Here are a few points to keep in mind when someone else prepares your return:
October 2011
In 2010 the normal $100,000 gross income limit applied in earlier years was removed.
Characteristics of the Roth IRA
The Roth IRA is a non-deductible savings account, whose earnings and withdrawals are non-taxable after two basic rules (with exceptions) are met; attainment of age 59 and ½, and holding the money in the account for five years. For 2011 the deposit may be made at any time from January 1, 2011 through April 15, 2012. The maximum 2011 deposit is $5,000 per taxpayer, with an additional $1,000 allowed if the taxpayer is over age 49 on December 31, 2011.
Because Roth contributions are not deductible, they are not reported on the tax return, but the account must be separately established and maintained as a Roth IRA. Nonworking spouses may make Roth contributions following the same rules as used for traditional IRAs. Finally, contributions to traditional IRAs reduce allowable Roth IRA contributions for the same tax year and vice-versa. However, contributions to other pension plans and SEPs or SIMPLEs do not reduce the allowable Roth IRA contribution amount.
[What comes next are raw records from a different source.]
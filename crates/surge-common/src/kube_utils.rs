//! Shared Kubernetes utilities using kube-rs
//!
//! The optimistic status updater and cloud-token secret loading, shared
//! by the TestRun and PrivateLoadZone controllers.

use k8s_openapi::api::core::v1::Secret;
use kube::api::{Api, ListParams, Patch, PatchParams};
use kube::core::object::HasStatus;
use kube::Client;
use serde::de::DeserializeOwned;
use serde::Serialize;
use serde_json::json;
use tracing::debug;

use crate::crd::{PrivateLoadZoneStatus, TestRunStatus};
use crate::error::Error;
use crate::{Result, SYSTEM_NAMESPACE, TOKEN_LABEL, TOKEN_SECRET_KEY};

// =============================================================================
// Optimistic status updates
// =============================================================================

/// Statuses that can absorb a concurrently-proposed snapshot
///
/// `merge_newer` applies the parts of `proposed` that are newer than
/// what is already recorded and reports whether anything was accepted.
pub trait MergeStatus: Default + Clone + Serialize {
    /// Merge `proposed` into self, returning whether anything changed
    fn merge_newer(&mut self, proposed: &Self) -> bool;
}

impl MergeStatus for TestRunStatus {
    fn merge_newer(&mut self, proposed: &Self) -> bool {
        self.set_if_newer(proposed)
    }
}

impl MergeStatus for PrivateLoadZoneStatus {
    fn merge_newer(&mut self, proposed: &Self) -> bool {
        self.set_if_newer(proposed)
    }
}

/// Persist a proposed status without clobbering concurrent writers
///
/// Re-fetches the resource, merges the proposal into the live status and
/// merge-patches the result. A resource deleted in the meantime is not
/// an error. Returns whether the proposal (or part of it) was accepted;
/// a conflicting write simply loses and relies on the next reconcile.
pub async fn update_status<K>(api: &Api<K>, name: &str, proposed: &K::Status) -> Result<bool>
where
    K: kube::Resource + HasStatus + Clone + DeserializeOwned + std::fmt::Debug,
    K::Status: MergeStatus,
{
    let mut latest = match api.get(name).await {
        Ok(resource) => resource,
        Err(kube::Error::Api(ae)) if ae.code == 404 => {
            debug!(name, "resource is gone, nothing to update");
            return Ok(false);
        }
        Err(e) => return Err(e.into()),
    };

    let status = latest.status_mut().get_or_insert_with(K::Status::default);
    if !status.merge_newer(proposed) {
        debug!(name, "proposed status is not newer, skipping update");
        return Ok(false);
    }

    let patch = json!({ "status": status });
    api.patch_status(name, &PatchParams::default(), &Patch::Merge(&patch))
        .await?;
    Ok(true)
}

// =============================================================================
// Cloud token secrets
// =============================================================================

fn token_from_secret(secret: &Secret) -> Result<String> {
    let name = secret.metadata.name.as_deref().unwrap_or("<unnamed>");
    let data = secret
        .data
        .as_ref()
        .and_then(|d| d.get(TOKEN_SECRET_KEY))
        .ok_or_else(|| {
            Error::token(format!(
                "secret {name} has no \"{TOKEN_SECRET_KEY}\" key"
            ))
        })?;
    String::from_utf8(data.0.clone())
        .map_err(|_| Error::token(format!("secret {name} holds a non-UTF8 token")))
}

/// Load a cloud token from a named secret
///
/// Returns `Ok(None)` while the secret does not exist yet: load-zone
/// secrets are often created moments after the zone itself, so absence
/// means "requeue", not "fail". A present secret without the token key
/// is a hard error.
pub async fn load_token_by_name(
    client: &Client,
    namespace: &str,
    name: &str,
) -> Result<Option<String>> {
    let secrets: Api<Secret> = Api::namespaced(client.clone(), namespace);
    match secrets.get(name).await {
        Ok(secret) => token_from_secret(&secret).map(Some),
        Err(kube::Error::Api(ae)) if ae.code == 404 => {
            debug!(namespace, name, "token secret not found yet");
            Ok(None)
        }
        Err(e) => Err(e.into()),
    }
}

/// Load the operator-wide cloud token by label
///
/// Looks for a secret labelled `k6cloud=token` in the operator's own
/// namespace. Unlike the by-name lookup, a missing secret here is a
/// setup mistake and fails the operation outright.
pub async fn load_token_by_label(client: &Client) -> Result<String> {
    let secrets: Api<Secret> = Api::namespaced(client.clone(), SYSTEM_NAMESPACE);
    let selector = format!("{}={}", TOKEN_LABEL.0, TOKEN_LABEL.1);
    let list = secrets
        .list(&ListParams::default().labels(&selector))
        .await?;

    let secret = list.items.first().ok_or_else(|| {
        Error::token(format!(
            "no secret with label {selector} found in {SYSTEM_NAMESPACE}"
        ))
    })?;
    token_from_secret(secret)
}

#[cfg(test)]
mod tests {
    use super::*;
    use k8s_openapi::ByteString;
    use kube::api::ObjectMeta;
    use std::collections::BTreeMap;

    fn sample_secret(key: &str, value: &[u8]) -> Secret {
        let mut data = BTreeMap::new();
        data.insert(key.to_string(), ByteString(value.to_vec()));
        Secret {
            metadata: ObjectMeta {
                name: Some("cloud-token".to_string()),
                ..Default::default()
            },
            data: Some(data),
            ..Default::default()
        }
    }

    #[test]
    fn token_extracted_from_secret_data() {
        let secret = sample_secret("token", b"abc123");
        assert_eq!(token_from_secret(&secret).unwrap(), "abc123");
    }

    #[test]
    fn missing_token_key_is_hard_error() {
        let secret = sample_secret("password", b"abc123");
        let err = token_from_secret(&secret).unwrap_err();
        assert!(!err.is_retryable());
        assert!(err.to_string().contains("cloud-token"));
    }

    #[test]
    fn non_utf8_token_is_hard_error() {
        let secret = sample_secret("token", &[0xff, 0xfe]);
        assert!(token_from_secret(&secret).is_err());
    }
}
In order to deposit money into the account the taxpayer must have earned income that falls under the IRS imposed limits.
Can You Make a 2011 IRA Contribution?
In contrast to the traditional IRA, the Roth account holder has no requirement to take money out at age 59 and ½. Additionally, the taxpayer may continue to make Roth deposits in years after reaching 70 and ½ as long as the taxpayer has earned income.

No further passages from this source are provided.